The invention discloses a hyperspectral image vegetation classification method for spatial feature self-adaptive optimization, comprising the following steps: first performing normalization processing on the hyperspectral image, and then performing PCA dimensionality reduction on the normalized hyperspectral image , then perform morphological filtering on the hyperspectral image after PCA dimensionality reduction to obtain the spatial information set; Perform linear superposition and fusion of spatial information, and finally classify the fused spatial information set. The invention effectively utilizes the spatial texture information and the correlation information, further optimizes filter parameters of the structure type with the best classification, obtains a better filtering effect, and effectively improves the classification accuracy of hyperspectral images.

Description

technical field [0001] The present invention relates to a hyperspectral image classification method, in particular to a hyperspectral image classification method for adaptive optimization of spatial features.
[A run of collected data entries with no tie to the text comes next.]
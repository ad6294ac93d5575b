//! Inbound frame classification and close codes
//!
//! After the init exchange every binary frame is terminal input. Text frames
//! are terminal input too unless they parse as a [`ClientMessage`], so a
//! client that only ever sends keystrokes as text still works.

use bytes::Bytes;

use crate::error::ProtocolError;
use crate::message::{ClientMessage, InitMessage};

/// WebSocket close codes used by the relay
pub mod close_code {
    /// Session ended normally
    pub const NORMAL: u16 = 1000;
    /// Relay is shutting down or being reconfigured
    pub const GOING_AWAY: u16 = 1001;
    /// Credential missing, malformed or wrong
    pub const AUTH_REJECTED: u16 = 4001;
    /// The agent process could not be started
    pub const SPAWN_FAILED: u16 = 4002;
    /// No traffic from the client within the heartbeat timeout
    pub const HEARTBEAT_TIMEOUT: u16 = 4003;
}

/// Meaning of a frame received from the client while bridging
#[derive(Debug, Clone, PartialEq, Eq)]
pub enum InboundFrame {
    /// A control message for the relay
    Control(ClientMessage),
    /// Bytes to write to the agent's terminal
    Input(Bytes),
}

/// Classify a text frame
pub fn classify_text(text: &str) -> InboundFrame {
    if text.trim_start().starts_with('{') {
        match serde_json::from_str::<ClientMessage>(text) {
            Ok(message) => return InboundFrame::Control(message),
            Err(e) => {
                tracing::trace!("Text frame is not a control message ({}), forwarding as input", e);
            }
        }
    }
    InboundFrame::Input(Bytes::copy_from_slice(text.as_bytes()))
}

/// Classify a binary frame (always terminal input)
pub fn classify_binary(data: impl Into<Bytes>) -> InboundFrame {
    InboundFrame::Input(data.into())
}

/// Parse the mandatory init message of an authenticating connection
pub fn parse_init(text: &str) -> Result<InitMessage, ProtocolError> {
    match serde_json::from_str::<ClientMessage>(text)? {
        ClientMessage::Init(init) => Ok(init),
        other => Err(ProtocolError::Unexpected {
            expected: "init",
            actual: other.kind().to_string(),
        }),
    }
}
//! Configuration management for Claude Anywhere

mod relay;
pub mod serde_utils;

pub use relay::{AgentConfig, RelayConfig, DEFAULT_PORT};

use crate::error::ConfigError;
use std::path::{Path, PathBuf};

/// Get the default configuration directory
pub fn default_config_dir() -> PathBuf {
    dirs::config_dir()
        .unwrap_or_else(|| PathBuf::from("."))
        .join("claude-anywhere")
}

/// Get the default configuration file path
pub fn default_config_path() -> PathBuf {
    default_config_dir().join("config.toml")
}

/// Load configuration from a file
pub fn load_config<T: serde::de::DeserializeOwned>(path: &Path) -> Result<T, ConfigError> {
    if !path.exists() {
        return Err(ConfigError::NotFound(path.to_path_buf()));
    }

    let content = std::fs::read_to_string(path)
        .map_err(|e| ConfigError::Invalid(format!("Failed to read config: {}", e)))?;

    let config: T = toml::from_str(&content)?;
    Ok(config)
}

/// Load the relay configuration, falling back to defaults when the file is absent
pub fn load_or_default(path: &Path) -> Result<RelayConfig, ConfigError> {
    let config = match load_config::<RelayConfig>(path) {
        Ok(config) => config,
        Err(ConfigError::NotFound(_)) => {
            tracing::debug!("No config at {}, using defaults", path.display());
            RelayConfig::default()
        }
        Err(e) => return Err(e),
    };
    config.validate()?;
    Ok(config)
}

/// Save configuration to a file
pub fn save_config<T: serde::Serialize>(path: &Path, config: &T) -> Result<(), ConfigError> {
    let content = toml::to_string_pretty(config)?;

    if let Some(parent) = path.parent() {
        std::fs::create_dir_all(parent)
            .map_err(|e| ConfigError::Invalid(format!("Failed to create config dir: {}", e)))?;
    }

    std::fs::write(path, content)
        .map_err(|e| ConfigError::Invalid(format!("Failed to write config: {}", e)))?;

    Ok(())
}

#[cfg(test)]
mod tests {
    use super::*;
    use crate::types::{NetworkDescriptor, NetworkMode};
    use tempfile::tempdir;

    #[test]
    fn test_missing_file_gives_defaults() {
        let dir = tempdir().unwrap();
        let config = load_or_default(&dir.path().join("config.toml")).unwrap();
        assert_eq!(config, RelayConfig::default());
    }

    #[test]
    fn test_save_then_load() {
        let dir = tempdir().unwrap();
        let path = dir.path().join("nested").join("config.toml");

        let mut config = RelayConfig {
            mode: NetworkMode::VpnOverlay,
            port: 9100,
            ..Default::default()
        };
        config
            .trusted_networks
            .insert(NetworkDescriptor::new("192.168.50.0/24"));

        save_config(&path, &config).unwrap();
        let loaded: RelayConfig = load_config(&path).unwrap();
        assert_eq!(loaded, config);
    }

    #[test]
    fn test_invalid_toml_is_error() {
        let dir = tempdir().unwrap();
        let path = dir.path().join("config.toml");
        std::fs::write(&path, "port = \"not a number\"").unwrap();
        assert!(matches!(load_or_default(&path), Err(ConfigError::Parse(_))));
    }
}
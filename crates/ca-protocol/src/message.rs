//! Control and status messages
//!
//! Messages are JSON objects discriminated by a `type` field and travel in
//! WebSocket text frames. Terminal data never goes through this module: it
//! is sent as binary frames, byte for byte.
//!
//! # Message Flow
//!
//! 1. Client connects and sends `init` (carrying the token in local-subnet mode)
//! 2. Server answers `status: starting`, spawns the agent, then `status: ready`
//! 3. Terminal I/O flows bidirectionally as binary frames
//! 4. Client may send `resize`, `restart` or `ping` at any time
//! 5. Server sends `status: session_ended` when the agent process exits

use std::fmt;

use serde::{Deserialize, Serialize};

/// Terminal dimensions
#[derive(Debug, Clone, Copy, PartialEq, Eq, Serialize, Deserialize)]
pub struct TerminalSize {
    /// Number of rows
    pub rows: u16,
    /// Number of columns
    pub cols: u16,
}

impl TerminalSize {
    /// Create a new terminal size
    pub fn new(rows: u16, cols: u16) -> Self {
        Self { rows, cols }
    }

    /// Default terminal size (24x80)
    pub fn default_size() -> Self {
        Self { rows: 24, cols: 80 }
    }
}

impl Default for TerminalSize {
    fn default() -> Self {
        Self::default_size()
    }
}

/// First message sent by a client after the upgrade
#[derive(Clone, Default, PartialEq, Eq, Serialize, Deserialize)]
pub struct InitMessage {
    /// Shared token (required in local-subnet mode, ignored otherwise)
    #[serde(default, skip_serializing_if = "Option::is_none")]
    pub token: Option<String>,
    /// Requested working directory for the agent
    #[serde(default, skip_serializing_if = "Option::is_none")]
    pub cwd: Option<String>,
    /// Initial terminal width
    #[serde(default, skip_serializing_if = "Option::is_none")]
    pub cols: Option<u16>,
    /// Initial terminal height
    #[serde(default, skip_serializing_if = "Option::is_none")]
    pub rows: Option<u16>,
}

impl InitMessage {
    /// Terminal size requested by the client, falling back to 24x80
    pub fn size(&self) -> TerminalSize {
        let default = TerminalSize::default();
        TerminalSize::new(
            self.rows.unwrap_or(default.rows),
            self.cols.unwrap_or(default.cols),
        )
    }
}

impl fmt::Debug for InitMessage {
    fn fmt(&self, f: &mut fmt::Formatter<'_>) -> fmt::Result {
        f.debug_struct("InitMessage")
            .field("token", &self.token.as_ref().map(|_| "<redacted>"))
            .field("cwd", &self.cwd)
            .field("cols", &self.cols)
            .field("rows", &self.rows)
            .finish()
    }
}

/// Control messages sent by the client
#[derive(Debug, Clone, PartialEq, Eq, Serialize, Deserialize)]
#[serde(tag = "type", rename_all = "snake_case")]
pub enum ClientMessage {
    /// Session parameters and credential
    Init(InitMessage),

    /// Resize the pseudo-terminal
    Resize { cols: u16, rows: u16 },

    /// Kill the current agent process and start a fresh one
    Restart,

    /// Application-level keepalive
    Ping,
}

impl ClientMessage {
    /// Short name used in logs and errors
    pub fn kind(&self) -> &'static str {
        match self {
            ClientMessage::Init(_) => "init",
            ClientMessage::Resize { .. } => "resize",
            ClientMessage::Restart => "restart",
            ClientMessage::Ping => "ping",
        }
    }
}

/// Session status reported to the client
#[derive(Debug, Clone, Copy, PartialEq, Eq, Serialize, Deserialize)]
#[serde(rename_all = "snake_case")]
pub enum StatusKind {
    /// Agent process is being spawned
    Starting,
    /// Agent process is running and attached
    Ready,
    /// Credential missing or wrong; the socket is about to close
    AuthFailed,
    /// Agent process could not be created
    SpawnFailed,
    /// Agent process exited or the session was torn down
    SessionEnded,
}

impl fmt::Display for StatusKind {
    fn fmt(&self, f: &mut fmt::Formatter<'_>) -> fmt::Result {
        let s = match self {
            StatusKind::Starting => "starting",
            StatusKind::Ready => "ready",
            StatusKind::AuthFailed => "auth_failed",
            StatusKind::SpawnFailed => "spawn_failed",
            StatusKind::SessionEnded => "session_ended",
        };
        f.write_str(s)
    }
}

/// Messages sent by the server in text frames
#[derive(Debug, Clone, PartialEq, Eq, Serialize, Deserialize)]
#[serde(tag = "type", rename_all = "snake_case")]
pub enum ServerMessage {
    /// Session status change
    Status { status: StatusKind, message: String },

    /// Reply to a client `ping`
    Pong,
}

impl ServerMessage {
    /// Build a status message
    pub fn status(status: StatusKind, message: impl Into<String>) -> Self {
        ServerMessage::Status {
            status,
            message: message.into(),
        }
    }

    /// Encode as the JSON text carried by a WebSocket text frame
    pub fn to_json(&self) -> String {
        // Serializing these enums cannot fail: every field is a plain string or enum.
        serde_json::to_string(self).unwrap_or_else(|_| String::from("{}"))
    }
}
Background technique [0002] Hyperspectral imaging technology has high spectral resolution. Hyperspectral remote sensing images obtained by imaging spectrometers can reach spectral information of hundreds of bands, and can obtain more comprehensive and spectral features of ground objects, thereby greatly improving the classification of ground objects. degree and accuracy. Using morphological filtering to extract spatial information and combining space and spectrum to improve the classification performance of hyperspectral images is a research hotspot at present. Some scholars use various morphological feature extraction methods and implement classification by SVM. [0003] Morphological filtering has achieved certain results in the research of hyperspectral image spat...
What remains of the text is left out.